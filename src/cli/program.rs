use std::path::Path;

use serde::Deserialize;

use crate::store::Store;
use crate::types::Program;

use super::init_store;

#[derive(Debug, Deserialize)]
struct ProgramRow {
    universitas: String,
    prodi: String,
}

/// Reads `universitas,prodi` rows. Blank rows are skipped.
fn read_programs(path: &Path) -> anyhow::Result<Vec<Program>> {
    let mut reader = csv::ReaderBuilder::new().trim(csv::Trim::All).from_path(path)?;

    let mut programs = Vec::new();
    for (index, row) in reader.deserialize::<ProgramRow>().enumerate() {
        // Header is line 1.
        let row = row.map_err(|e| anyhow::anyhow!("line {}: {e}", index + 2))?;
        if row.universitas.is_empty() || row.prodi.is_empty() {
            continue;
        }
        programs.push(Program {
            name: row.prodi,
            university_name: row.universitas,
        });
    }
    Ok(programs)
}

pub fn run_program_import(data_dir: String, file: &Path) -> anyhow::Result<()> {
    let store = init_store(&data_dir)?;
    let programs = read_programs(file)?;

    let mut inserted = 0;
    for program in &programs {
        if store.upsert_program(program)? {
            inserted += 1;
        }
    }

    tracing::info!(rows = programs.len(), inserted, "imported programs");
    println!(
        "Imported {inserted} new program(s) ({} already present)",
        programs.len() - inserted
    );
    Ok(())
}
*****
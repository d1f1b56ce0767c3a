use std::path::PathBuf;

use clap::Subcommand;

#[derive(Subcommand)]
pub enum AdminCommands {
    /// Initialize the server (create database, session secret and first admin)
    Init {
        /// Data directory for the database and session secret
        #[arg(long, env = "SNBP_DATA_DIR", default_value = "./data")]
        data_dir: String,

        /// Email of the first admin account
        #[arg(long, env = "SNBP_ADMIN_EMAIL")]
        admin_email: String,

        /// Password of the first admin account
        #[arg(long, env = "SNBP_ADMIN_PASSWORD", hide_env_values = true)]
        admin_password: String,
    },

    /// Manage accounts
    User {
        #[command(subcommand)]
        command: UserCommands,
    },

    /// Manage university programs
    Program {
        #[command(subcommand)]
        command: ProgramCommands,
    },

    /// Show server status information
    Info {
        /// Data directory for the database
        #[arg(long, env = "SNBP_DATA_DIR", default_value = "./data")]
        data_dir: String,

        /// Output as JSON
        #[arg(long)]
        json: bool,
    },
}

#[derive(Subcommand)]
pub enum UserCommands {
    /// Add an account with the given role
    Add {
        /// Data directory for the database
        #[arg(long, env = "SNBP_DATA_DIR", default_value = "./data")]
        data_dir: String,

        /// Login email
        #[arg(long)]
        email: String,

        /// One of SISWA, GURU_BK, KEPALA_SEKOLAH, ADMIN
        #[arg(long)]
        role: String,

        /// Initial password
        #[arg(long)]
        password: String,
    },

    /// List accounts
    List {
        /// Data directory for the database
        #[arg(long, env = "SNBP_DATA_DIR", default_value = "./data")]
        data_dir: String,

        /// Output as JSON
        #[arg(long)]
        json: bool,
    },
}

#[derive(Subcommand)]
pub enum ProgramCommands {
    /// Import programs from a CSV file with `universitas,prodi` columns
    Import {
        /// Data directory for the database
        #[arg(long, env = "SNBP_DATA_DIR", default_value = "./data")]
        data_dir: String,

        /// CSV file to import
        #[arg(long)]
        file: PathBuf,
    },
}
*****
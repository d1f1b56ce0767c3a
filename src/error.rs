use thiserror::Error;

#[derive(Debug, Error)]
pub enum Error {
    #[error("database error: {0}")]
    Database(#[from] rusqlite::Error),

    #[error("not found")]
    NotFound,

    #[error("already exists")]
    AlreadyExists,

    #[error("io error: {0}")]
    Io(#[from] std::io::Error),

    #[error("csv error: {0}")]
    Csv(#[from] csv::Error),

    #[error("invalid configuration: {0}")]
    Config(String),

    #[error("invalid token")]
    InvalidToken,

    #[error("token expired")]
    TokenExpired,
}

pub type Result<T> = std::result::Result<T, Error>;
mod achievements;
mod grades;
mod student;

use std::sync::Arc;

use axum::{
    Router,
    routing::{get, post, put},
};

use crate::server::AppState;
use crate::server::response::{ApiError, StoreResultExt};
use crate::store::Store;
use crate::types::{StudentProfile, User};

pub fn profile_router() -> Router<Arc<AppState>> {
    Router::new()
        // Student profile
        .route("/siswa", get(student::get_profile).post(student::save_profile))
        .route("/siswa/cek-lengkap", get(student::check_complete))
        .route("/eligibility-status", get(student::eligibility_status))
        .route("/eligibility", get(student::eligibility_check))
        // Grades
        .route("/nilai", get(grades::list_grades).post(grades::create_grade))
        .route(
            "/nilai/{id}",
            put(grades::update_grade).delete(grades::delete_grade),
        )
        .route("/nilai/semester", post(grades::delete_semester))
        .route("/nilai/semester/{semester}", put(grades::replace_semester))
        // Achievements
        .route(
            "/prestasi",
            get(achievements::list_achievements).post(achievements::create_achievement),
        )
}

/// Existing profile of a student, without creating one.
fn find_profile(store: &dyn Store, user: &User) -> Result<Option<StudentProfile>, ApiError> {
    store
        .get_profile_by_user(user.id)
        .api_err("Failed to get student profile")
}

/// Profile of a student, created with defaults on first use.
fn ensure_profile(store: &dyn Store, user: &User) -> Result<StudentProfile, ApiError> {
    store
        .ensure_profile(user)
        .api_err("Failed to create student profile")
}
*****
Required work:
All lines above from the one with "filename src/cli/program.rs" to the one with "let mut inserted = 0;", inclusive, should be copied exactly, and no other lines.

Answer to the problem:
filename src/cli/program.rs
use std::path::Path;

use serde::Deserialize;

use crate::store::Store;
use crate::types::Program;

use super::init_store;

#[derive(Debug, Deserialize)]
struct ProgramRow {
    universitas: String,
    prodi: String,
}

/// Reads `universitas,prodi` rows. Blank rows are skipped.
fn read_programs(path: &Path) -> anyhow::Result<Vec<Program>> {
    let mut reader = csv::ReaderBuilder::new().trim(csv::Trim::All).from_path(path)?;

    let mut programs = Vec::new();
    for (index, row) in reader.deserialize::<ProgramRow>().enumerate() {
        // Header is line 1.
        let row = row.map_err(|e| anyhow::anyhow!("line {}: {e}", index + 2))?;
        if row.universitas.is_empty() || row.prodi.is_empty() {
            continue;
        }
        programs.push(Program {
            name: row.prodi,
            university_name: row.universitas,
        });
    }
    Ok(programs)
}

pub fn run_program_import(data_dir: String, file: &Path) -> anyhow::Result<()> {
    let store = init_store(&data_dir)?;
    let programs = read_programs(file)?;

    let mut inserted = 0;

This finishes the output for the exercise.